That’s it. Emacs should now be all set. To test it out, start up Emacs by running emacs ~/temp/foo.clj (assuming you have a ~/temp directory) and type in the following:

;; Count out loud to 3.
(dotimes [n 3]
  (println "hi" n))

Save by using the “File → Save” menu item. The file should be syntax-highlighted and the bar near the bottom of the Emacs window should say “(Clojure)----” in it. Quit Emacs by using the “File → Quit” menu item.

If you’re not crazy about the current colortheme, do “M-x load-theme RET” then hit TAB to tab-complete and see the list of built-in choices available (then type the name and hit Enter to try it out).

If none of those really suits your fancy, I suggest installing wonderful dark low-contrast zenburn:

M-x package-install RET zenburn-theme RET

To set Emacs to always use a given color theme — for example, zenburn — add this line near the end of your ~/.emacs file:

(load-theme 'zenburn t)

10-minute Emacs Tutorial

You can start Emacs from the command line like so: emacs. However, you’ll more commonly run it as “emacs &” in order to get your command line back after Emacs starts. :)

In Emacs, when you open a file it lives in a “buffer”, and that buffer is displayed, and you can edit it — and, if you like, save its contents back to the file from whence it came. The main Emacs window shows you one buffer at a time unless you split the window (the command for that is shown below). There are other buffers in Emacs that show other things besides files (for example, a buffer that shows all the files you currently have open).

Terminology Note: Emacs uses the term “frame” to mean the top-level desktop window within which Emacs is running. Emacs provides commands (described below) for splitting the display within the frame. Emacs uses the term “window” to mean one of the areas inside the frame (which may have been split).

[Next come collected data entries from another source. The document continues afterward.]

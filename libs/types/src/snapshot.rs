//! Per-exchange order-book snapshots
//!
//! One `ExchangeSnapshot` corresponds to one logged record: both visible
//! sides of a venue's book captured at a single instant.

use serde::{Deserialize, Serialize};

use crate::book::{BookSide, SideSnapshot};
use crate::errors::BookError;
use crate::ids::ExchangeId;

/// Both visible sides of one exchange's book at one instant
#[derive(Debug, Clone, PartialEq, Serialize, Deserialize)]
pub struct ExchangeSnapshot {
    /// Capture time, Unix epoch seconds (fractional)
    pub timestamp: f64,
    /// Venue the snapshot was captured from
    pub exchange: ExchangeId,
    /// Bid window, best (highest) first
    pub bids: SideSnapshot,
    /// Ask window, best (lowest) first
    pub asks: SideSnapshot,
}

impl ExchangeSnapshot {
    /// Create a snapshot, rejecting non-finite timestamps.
    pub fn new(
        timestamp: f64,
        exchange: ExchangeId,
        bids: SideSnapshot,
        asks: SideSnapshot,
    ) -> Result<Self, BookError> {
        if !timestamp.is_finite() {
            return Err(BookError::InvalidTimestamp(timestamp.to_string()));
        }
        Ok(Self {
            timestamp,
            exchange,
            bids,
            asks,
        })
    }

    /// Window for the requested side.
    pub fn side(&self, side: BookSide) -> &SideSnapshot {
        match side {
            BookSide::Bids => &self.bids,
            BookSide::Asks => &self.asks,
        }
    }
}
//! Snapshot log ingestion
//!
//! Reads a line-oriented snapshot log (one JSON object per line) and decodes
//! each record into an `ExchangeSnapshot`, lazily, one line at a time.
//!
//! Record layout:
//!
//! ```json
//! {"timestamp": 1650000000.25, "exchange": "EX1",
//!  "bids": [["100.5", "2.0"], ...], "asks": [["100.6", "1.5"], ...]}
//! ```
//!
//! Level elements may be decimal strings or JSON numbers; elements past the
//! first two (e.g. order counts) are ignored. Blank lines are skipped.
//! Malformed records are either returned as errors or, with
//! `skip_invalid`, logged and counted.

use std::fs::File;
use std::io::{BufRead, BufReader};
use std::path::Path;

use serde::Deserialize;
use tracing::{debug, info, warn};
use types::book::SideSnapshot;
use types::errors::BookError;
use types::ids::ExchangeId;
use types::snapshot::ExchangeSnapshot;

use crate::error::{AnalyzerError, Result};

/// A level element as it appears on the wire.
#[derive(Debug, Deserialize)]
#[serde(untagged)]
enum RawNumber {
    Text(String),
    Number(serde_json::Number),
}

impl RawNumber {
    fn as_text(&self) -> String {
        match self {
            RawNumber::Text(s) => s.clone(),
            RawNumber::Number(n) => n.to_string(),
        }
    }
}

#[derive(Debug, Deserialize)]
struct RawRecord {
    timestamp: f64,
    exchange: String,
    bids: Vec<Vec<RawNumber>>,
    asks: Vec<Vec<RawNumber>>,
}

fn decode_side(raw: &[Vec<RawNumber>]) -> std::result::Result<SideSnapshot, BookError> {
    let pairs = raw
        .iter()
        .enumerate()
        .map(|(index, level)| match level.as_slice() {
            [price, quantity, ..] => Ok((price.as_text(), quantity.as_text())),
            _ => Err(BookError::MalformedLevel {
                index,
                reason: format!("expected [price, quantity], got {} element(s)", level.len()),
            }),
        })
        .collect::<std::result::Result<Vec<_>, _>>()?;

    SideSnapshot::parse(pairs.iter().map(|(p, q)| (p.as_str(), q.as_str())))
}

/// Decode one log line into a snapshot.
///
/// `line_no` is 1-based and only used for error context.
pub fn decode_line(line: &str, line_no: u64) -> Result<ExchangeSnapshot> {
    let raw: RawRecord = serde_json::from_str(line).map_err(|source| AnalyzerError::Decode {
        line: line_no,
        source,
    })?;

    let book_err = |source: BookError| AnalyzerError::Book {
        line: line_no,
        source,
    };

    let exchange = ExchangeId::try_new(raw.exchange).map_err(book_err)?;
    let bids = decode_side(&raw.bids).map_err(book_err)?;
    let asks = decode_side(&raw.asks).map_err(book_err)?;

    ExchangeSnapshot::new(raw.timestamp, exchange, bids, asks).map_err(book_err)
}

/// Counters collected while reading a log.
#[derive(Debug, Clone, Copy, Default, PartialEq, Eq)]
pub struct ReaderStats {
    /// Physical lines consumed, blank ones included.
    pub lines_read: u64,
    /// Records successfully decoded and yielded.
    pub records_decoded: u64,
    /// Malformed records skipped (only with `skip_invalid`).
    pub records_skipped: u64,
    /// Blank lines ignored.
    pub blank_lines: u64,
}

/// Lazy snapshot iterator over a line-oriented log.
///
/// Owns its underlying reader; the file handle is released when the
/// reader is dropped, including when iteration stops early.
pub struct SnapshotReader<R> {
    reader: R,
    buf: String,
    skip_invalid: bool,
    stats: ReaderStats,
    finished: bool,
}

impl SnapshotReader<BufReader<File>> {
    /// Open a snapshot log file.
    pub fn open(path: impl AsRef<Path>) -> Result<Self> {
        let path = path.as_ref();
        let file = File::open(path).map_err(|source| AnalyzerError::Open {
            path: path.to_path_buf(),
            source,
        })?;

        info!(path = %path.display(), "Opened snapshot log");
        Ok(Self::new(BufReader::new(file)))
    }
}

impl<R: BufRead> SnapshotReader<R> {
    pub fn new(reader: R) -> Self {
        Self {
            reader,
            buf: String::new(),
            skip_invalid: false,
            stats: ReaderStats::default(),
            finished: false,
        }
    }

    /// Skip malformed records with a warning instead of yielding an error.
    pub fn skip_invalid(mut self, skip: bool) -> Self {
        self.skip_invalid = skip;
        self
    }

    pub fn stats(&self) -> ReaderStats {
        self.stats
    }
}

impl<R: BufRead> Iterator for SnapshotReader<R> {
    type Item = Result<ExchangeSnapshot>;

    fn next(&mut self) -> Option<Self::Item> {
        if self.finished {
            return None;
        }

        loop {
            self.buf.clear();
            match self.reader.read_line(&mut self.buf) {
                Ok(0) => {
                    self.finished = true;
                    debug!(
                        lines_read = self.stats.lines_read,
                        records_decoded = self.stats.records_decoded,
                        records_skipped = self.stats.records_skipped,
                        "Reached end of snapshot log"
                    );
                    return None;
                }
                Ok(_) => {}
                Err(e) => {
                    self.finished = true;
                    return Some(Err(AnalyzerError::Io(e)));
                }
            }

            self.stats.lines_read += 1;
            let line = self.buf.trim();
            if line.is_empty() {
                self.stats.blank_lines += 1;
                continue;
            }

            match decode_line(line, self.stats.lines_read) {
                Ok(snapshot) => {
                    self.stats.records_decoded += 1;
                    return Some(Ok(snapshot));
                }
                Err(err) if self.skip_invalid => {
                    self.stats.records_skipped += 1;
                    warn!(line = self.stats.lines_read, error = %err, "Skipping malformed record");
                }
                Err(err) => return Some(Err(err)),
            }
        }
    }
}

#[cfg(test)]
mod tests {
    use super::*;
    use rust_decimal::Decimal;
    use std::io::{Cursor, Write};
    use std::str::FromStr;
    use types::book::BookSide;

    const LINE: &str = r#"{"timestamp": 1650000000.5, "exchange": "EX1", "bids": [["100.5", "2"], ["100.4", "1"]], "asks": [["100.6", "3"]]}"#;

    #[test]
    fn test_decode_line() {
        let snap = decode_line(LINE, 1).unwrap();
        assert_eq!(snap.timestamp, 1650000000.5);
        assert_eq!(snap.exchange.as_str(), "EX1");
        assert_eq!(snap.bids.len(), 2);
        assert_eq!(
            snap.side(BookSide::Bids).best().unwrap().price,
            Decimal::from_str("100.5").unwrap()
        );
        assert_eq!(snap.asks.levels()[0].quantity, Decimal::from(3));
    }

    #[test]
    fn test_decode_numeric_levels_and_extra_fields() {
        let line = r#"{"timestamp": 10, "exchange": "EX2", "bids": [[99.5, 0.25, 4]], "asks": []}"#;
        let snap = decode_line(line, 1).unwrap();
        assert_eq!(snap.timestamp, 10.0);
        assert_eq!(snap.bids.levels()[0].price, Decimal::from_str("99.5").unwrap());
        assert_eq!(snap.bids.levels()[0].quantity, Decimal::from_str("0.25").unwrap());
        assert!(snap.asks.is_empty());
    }

    #[test]
    fn test_decode_rejects_non_numeric_price() {
        let line = r#"{"timestamp": 1, "exchange": "EX1", "bids": [["abc", "1"]], "asks": []}"#;
        let err = decode_line(line, 7).unwrap_err();
        match err {
            AnalyzerError::Book { line, source } => {
                assert_eq!(line, 7);
                assert!(matches!(source, BookError::MalformedLevel { index: 0, .. }));
            }
            other => panic!("Expected Book error, got {:?}", other),
        }
    }

    #[test]
    fn test_decode_rejects_short_level() {
        let line = r#"{"timestamp": 1, "exchange": "EX1", "bids": [], "asks": [["1"]]}"#;
        assert!(matches!(
            decode_line(line, 1),
            Err(AnalyzerError::Book { source: BookError::MalformedLevel { .. }, .. })
        ));
    }

    #[test]
    fn test_decode_rejects_bad_json_and_missing_fields() {
        assert!(matches!(decode_line("{not json", 3), Err(AnalyzerError::Decode { line: 3, .. })));
        assert!(matches!(
            decode_line(r#"{"timestamp": 1, "exchange": "EX1", "bids": []}"#, 4),
            Err(AnalyzerError::Decode { line: 4, .. })
        ));
    }

    #[test]
    fn test_decode_rejects_overflowing_level() {
        let line = r#"{"timestamp": 1, "exchange": "EX1", "bids": [["1e20", "1e10"], ["1", "1"]], "asks": []}"#;
        match decode_line(line, 5).unwrap_err() {
            AnalyzerError::Book { line, source } => {
                assert_eq!(line, 5);
                assert!(matches!(source, BookError::MalformedLevel { index: 0, .. }));
            }
            other => panic!("Expected Book error, got {:?}", other),
        }
    }

    #[test]
    fn test_decode_rejects_blank_exchange() {
        let line = r#"{"timestamp": 1, "exchange": " ", "bids": [], "asks": []}"#;
        assert!(matches!(
            decode_line(line, 1),
            Err(AnalyzerError::Book { source: BookError::EmptyExchange, .. })
        ));
    }

    #[test]
    fn test_reader_yields_records_and_skips_blank_lines() {
        let input = format!("{LINE}\n\n{LINE}\n");
        let mut reader = SnapshotReader::new(Cursor::new(input));

        assert!(reader.next().unwrap().is_ok());
        assert!(reader.next().unwrap().is_ok());
        assert!(reader.next().is_none());
        assert!(reader.next().is_none());

        let stats = reader.stats();
        assert_eq!(stats.lines_read, 3);
        assert_eq!(stats.records_decoded, 2);
        assert_eq!(stats.blank_lines, 1);
    }

    #[test]
    fn test_reader_handles_missing_trailing_newline() {
        let mut reader = SnapshotReader::new(Cursor::new(LINE.to_string()));
        assert!(reader.next().unwrap().is_ok());
        assert!(reader.next().is_none());
    }

    #[test]
    fn test_reader_surfaces_errors_with_line_numbers() {
        let input = format!("{LINE}\ngarbage\n{LINE}\n");
        let results: Vec<_> = SnapshotReader::new(Cursor::new(input)).collect();
        assert_eq!(results.len(), 3);
        assert_eq!(results[1].as_ref().unwrap_err().line(), Some(2));
        assert!(results[2].is_ok());
    }

    #[test]
    fn test_reader_skip_invalid() {
        let input = format!("{LINE}\ngarbage\n{LINE}\n");
        let mut reader = SnapshotReader::new(Cursor::new(input)).skip_invalid(true);
        let decoded: Vec<_> = reader.by_ref().collect::<Result<Vec<_>>>().unwrap();
        assert_eq!(decoded.len(), 2);
        assert_eq!(reader.stats().records_skipped, 1);
    }

    #[test]
    fn test_reader_is_lazy() {
        // The second line is never decoded if iteration stops after one record.
        let input = format!("{LINE}\ngarbage\n");
        let mut reader = SnapshotReader::new(Cursor::new(input));
        assert!(reader.next().unwrap().is_ok());
        assert_eq!(reader.stats().lines_read, 1);
    }

    #[test]
    fn test_open_file() {
        let mut file = tempfile::NamedTempFile::new().unwrap();
        writeln!(file, "{LINE}").unwrap();
        let reader = SnapshotReader::open(file.path()).unwrap();
        assert_eq!(reader.count(), 1);
    }

    #[test]
    fn test_open_missing_file() {
        assert!(matches!(
            SnapshotReader::open("/nonexistent/orderbook.log"),
            Err(AnalyzerError::Open { .. })
        ));
    }
}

So, the upshot is that when the Emacs docs talk about moving the cursor from one window to another, they mean moving between those split areas in the main Emacs app desktop window.

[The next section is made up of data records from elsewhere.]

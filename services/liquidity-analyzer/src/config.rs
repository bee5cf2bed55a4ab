//! Analyzer configuration
//!
//! Defaults cover the common case (all exchanges, depth-window policy,
//! fail on the first malformed record). A JSON file can override any
//! subset of fields; the CLI applies its flags on top.

use std::collections::BTreeSet;
use std::path::Path;

use serde::{Deserialize, Serialize};
use types::ids::ExchangeId;

use crate::error::{AnalyzerError, Result};
use crate::reconcile::ReconcilePolicy;

/// Configuration for a liquidity analysis run.
#[derive(Debug, Clone, PartialEq, Serialize, Deserialize)]
#[serde(default, deny_unknown_fields)]
pub struct AnalyzerConfig {
    /// Volume estimator applied to every reconciliation of the run.
    pub policy: ReconcilePolicy,
    /// Only these exchanges are tracked; empty means all.
    pub exchanges: BTreeSet<ExchangeId>,
    /// Skip malformed records with a warning instead of aborting.
    pub skip_invalid: bool,
    /// Log progress every N records read (0 disables).
    pub progress_interval: u64,
}

impl Default for AnalyzerConfig {
    fn default() -> Self {
        Self {
            policy: ReconcilePolicy::DepthWindow,
            exchanges: BTreeSet::new(),
            skip_invalid: false,
            progress_interval: 100_000,
        }
    }
}

impl AnalyzerConfig {
    /// Load a configuration from a JSON file.
    pub fn from_file(path: impl AsRef<Path>) -> Result<Self> {
        let path = path.as_ref();
        let raw = std::fs::read_to_string(path).map_err(|source| AnalyzerError::Open {
            path: path.to_path_buf(),
            source,
        })?;
        Self::from_json(&raw)
    }

    /// Parse a configuration from a JSON document.
    pub fn from_json(raw: &str) -> Result<Self> {
        serde_json::from_str(raw).map_err(|e| AnalyzerError::Config(e.to_string()))
    }

    pub fn with_policy(mut self, policy: ReconcilePolicy) -> Self {
        self.policy = policy;
        self
    }

    /// Restrict tracking to the given exchange (may be called repeatedly).
    pub fn with_exchange(mut self, exchange: ExchangeId) -> Self {
        self.exchanges.insert(exchange);
        self
    }

    pub fn with_skip_invalid(mut self, skip: bool) -> Self {
        self.skip_invalid = skip;
        self
    }

    pub fn with_progress_interval(mut self, interval: u64) -> Self {
        self.progress_interval = interval;
        self
    }

    /// Whether records from `exchange` should be tracked.
    pub fn tracks(&self, exchange: &ExchangeId) -> bool {
        self.exchanges.is_empty() || self.exchanges.contains(exchange)
    }
}
//! Summary aggregation over volume series
//!
//! Pure functions; no state. Timestamps are assumed to be non-decreasing
//! within each series (caller-guaranteed input ordering). Nothing here
//! re-sorts: a reversed span is reported as "not computable" (zero).

use rust_decimal::Decimal;
use serde::{Deserialize, Serialize};
use types::ids::ExchangeId;
use types::numeric::{from_f64, SECONDS_PER_HOUR};

use crate::tracker::{ExchangeTracker, VolumeSeries};

/// Sum of every estimate in `series`; zero when empty.
pub fn total_volume(series: &VolumeSeries) -> Decimal {
    series.total()
}

/// Seconds between the earliest first point and the latest last point of
/// the two series. `None` when either series is empty.
pub fn time_span(bids: &VolumeSeries, asks: &VolumeSeries) -> Option<f64> {
    let first = bids.first_timestamp()?.min(asks.first_timestamp()?);
    let last = bids.last_timestamp()?.max(asks.last_timestamp()?);
    Some(last - first)
}

/// Average consumed notional per hour across both sides.
///
/// `(total_bids + total_asks) / span * 3600`. Zero when either series is
/// empty or the span is not positive.
pub fn hourly_rate(bids: &VolumeSeries, asks: &VolumeSeries) -> Decimal {
    let span = match time_span(bids, asks).and_then(from_f64) {
        Some(span) if span > Decimal::ZERO => span,
        _ => return Decimal::ZERO,
    };

    let total = total_volume(bids).saturating_add(total_volume(asks));
    total
        .checked_mul(SECONDS_PER_HOUR)
        .and_then(|scaled| scaled.checked_div(span))
        .unwrap_or(Decimal::ZERO)
}

/// Per-exchange summary exposed to reports and callers.
#[derive(Debug, Clone, PartialEq, Serialize, Deserialize)]
pub struct ExchangeSummary {
    pub exchange: ExchangeId,
    pub total_bids_volume: Decimal,
    pub total_asks_volume: Decimal,
    pub total_volume: Decimal,
    pub avg_hourly_volume: Decimal,
    pub snapshots: u64,
    pub bids_samples: usize,
    pub asks_samples: usize,
    pub first_timestamp: Option<f64>,
    pub last_timestamp: Option<f64>,
    /// Largest single bids estimate as `(timestamp, volume)`.
    pub peak_bids: Option<(f64, Decimal)>,
    /// Largest single asks estimate as `(timestamp, volume)`.
    pub peak_asks: Option<(f64, Decimal)>,
}

/// Build the summary for one tracker.
pub fn summarize(tracker: &ExchangeTracker) -> ExchangeSummary {
    let bids = tracker.bids_series();
    let asks = tracker.asks_series();

    let total_bids_volume = total_volume(bids);
    let total_asks_volume = total_volume(asks);

    let first_timestamp = match (bids.first_timestamp(), asks.first_timestamp()) {
        (Some(b), Some(a)) => Some(b.min(a)),
        (b, a) => b.or(a),
    };
    let last_timestamp = match (bids.last_timestamp(), asks.last_timestamp()) {
        (Some(b), Some(a)) => Some(b.max(a)),
        (b, a) => b.or(a),
    };

    ExchangeSummary {
        exchange: tracker.exchange().clone(),
        total_bids_volume,
        total_asks_volume,
        total_volume: total_bids_volume.saturating_add(total_asks_volume),
        avg_hourly_volume: hourly_rate(bids, asks),
        snapshots: tracker.snapshots_seen(),
        bids_samples: bids.len(),
        asks_samples: asks.len(),
        first_timestamp,
        last_timestamp,
        peak_bids: bids.peak(),
        peak_asks: asks.peak(),
    }
}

Emacs editing commands use the Ctrl and Alt keys, but Emacs calls the Alt key “Meta” instead of “Alt”. Emacs users write Ctrl-a as “C-a”, and they write Alt-x as “M-x” (that’s why, above, I wrote “M-x package-install” instead of “Alt-x package-install”).

To run Emacs editing commands, you can use menu items (with the mouse) while you’re still learning their keyboard combinations (which are printed alongside the menu items). If you like, you can type in Emacs just like a common GUI editor. Arrow keys, Home/End, and PgUp/PgDn all work as you’d expect. Ctrl-Arrows to move the cursor forward/back by-word and up/down by-paragraph. You can even use the mouse, if you’re so inclined. That said, you’ll probably eventually want to learn the more customary Emacs key combos to do most tasks (for more comfortable and faster editing).

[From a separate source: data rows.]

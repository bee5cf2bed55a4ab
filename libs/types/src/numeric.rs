//! Decimal helpers for prices, quantities and notionals
//!
//! Uses rust_decimal so that level prices compare exactly as published by
//! the venue (no floating-point equality surprises in level matching).

use std::str::FromStr;

use rust_decimal::prelude::FromPrimitive;
use rust_decimal::Decimal;

use crate::errors::BookError;

/// Seconds in one hour, used to scale per-second rates.
pub const SECONDS_PER_HOUR: Decimal = Decimal::from_parts(3600, 0, 0, false, 0);

/// Parse a venue-published decimal string.
///
/// Accepts plain (`"101.25"`) and scientific (`"1.5e-4"`) notation.
pub fn parse_decimal(raw: &str) -> Result<Decimal, BookError> {
    let trimmed = raw.trim();
    Decimal::from_str(trimmed)
        .or_else(|_| Decimal::from_scientific(trimmed))
        .map_err(|_| BookError::InvalidDecimal(raw.to_string()))
}

/// Parse a decimal that must not be negative.
pub fn parse_non_negative(raw: &str, field: &'static str) -> Result<Decimal, BookError> {
    let value = parse_decimal(raw)?;
    if value.is_sign_negative() && !value.is_zero() {
        return Err(BookError::NegativeValue {
            field,
            value: raw.to_string(),
        });
    }
    Ok(value)
}

/// Convert a float (e.g. a time span in seconds) into a decimal.
///
/// Returns `None` for NaN or infinite inputs.
pub fn from_f64(value: f64) -> Option<Decimal> {
    if !value.is_finite() {
        return None;
    }
    Decimal::from_f64(value)
}
//! Analyze consumed liquidity in an order-book snapshot log.
//!
//! ```bash
//! analyze-liquidity --input ORDER_BOOK.log --exchange EX1 --exchange EX2 \
//!     --output analysis.json
//! ```

use std::path::PathBuf;

use anyhow::{Context, Result};
use clap::Parser;
use liquidity_analyzer::export::{build_report, render_table, write_to_file};
use liquidity_analyzer::{AnalyzerConfig, LiquidityAnalyzer, ReconcilePolicy, SnapshotReader};
use tracing_subscriber::EnvFilter;
use types::ids::ExchangeId;

#[derive(Parser, Debug)]
#[command(author, version, about = "Estimate consumed volume from order-book snapshots")]
struct Args {
    /// Snapshot log, one JSON record per line
    #[arg(short, long)]
    input: PathBuf,

    /// JSON configuration file; flags below override it
    #[arg(short, long)]
    config: Option<PathBuf>,

    /// Only analyze this exchange (repeatable)
    #[arg(short, long = "exchange")]
    exchanges: Vec<String>,

    /// Volume estimator: depth-window or price-keyed-diff
    #[arg(long)]
    policy: Option<ReconcilePolicy>,

    /// Skip malformed records instead of aborting
    #[arg(long)]
    skip_invalid: bool,

    /// Write the JSON report (summaries and raw series) here
    #[arg(short, long)]
    output: Option<PathBuf>,

    /// Verbose logging
    #[arg(short, long)]
    verbose: bool,
}

fn init_tracing(verbose: bool) {
    let default = if verbose { "debug" } else { "info" };
    let filter = EnvFilter::try_from_default_env().unwrap_or_else(|_| EnvFilter::new(default));
    tracing_subscriber::fmt().with_env_filter(filter).init();
}

fn build_config(args: &Args) -> Result<AnalyzerConfig> {
    let mut config = match &args.config {
        Some(path) => AnalyzerConfig::from_file(path)
            .with_context(|| format!("loading config {}", path.display()))?,
        None => AnalyzerConfig::default(),
    };

    for exchange in &args.exchanges {
        let id = ExchangeId::try_new(exchange.clone())
            .with_context(|| format!("invalid --exchange value {exchange:?}"))?;
        config = config.with_exchange(id);
    }
    if let Some(policy) = args.policy {
        config = config.with_policy(policy);
    }
    if args.skip_invalid {
        config = config.with_skip_invalid(true);
    }
    Ok(config)
}

fn main() -> Result<()> {
    let args = Args::parse();
    init_tracing(args.verbose);

    let config = build_config(&args)?;
    let mut reader = SnapshotReader::open(&args.input)?.skip_invalid(config.skip_invalid);
    let mut analyzer = LiquidityAnalyzer::new(config);

    analyzer
        .run(reader.by_ref())
        .with_context(|| format!("analyzing {}", args.input.display()))?;

    let stats = reader.stats();
    tracing::info!(
        lines_read = stats.lines_read,
        records_decoded = stats.records_decoded,
        records_skipped = stats.records_skipped,
        "Snapshot log consumed"
    );
    drop(reader);

    print!("{}", render_table(&analyzer.summaries()));

    if let Some(path) = &args.output {
        write_to_file(&build_report(&analyzer), path)
            .with_context(|| format!("writing report {}", path.display()))?;
        tracing::info!(path = %path.display(), "Report written");
    }

    Ok(())
}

Emacs hierarchically arranges some commands “underneath” other commands. That is to say, for some commands, you first must hit a prefix command (for example, C-x), and then — within that context — you can hit the command you’re looking for. For example, to open a file, you hit C-x, and then Emacs listens for the next key combo. “C-x C-f” (hit C-x, release, then hit C-f) is for opening a file, “C-x C-s” is for saving a file. Another example: “C-h t” (hit Ctrl-h, release, then tap the “t” key) is for running the built-in Emacs tutorial.

A few Emacs commands require you to hold down Ctrl and Alt at the same time while tapping another key (for example, regex incremental search, shown in the table below).

More terminology: Emacs uses the term “point” to refer to the cursor position, and “region” to mean a text area you have selected. Incidentally, to select text in Emacs you first hit a key command to begin the selection (C-Space), then move the cursor around to choose what gets selected.

One initial tip to start off with: C-g is to cancel whatever command you’re in the middle of. When in doubt, C-g to bail out.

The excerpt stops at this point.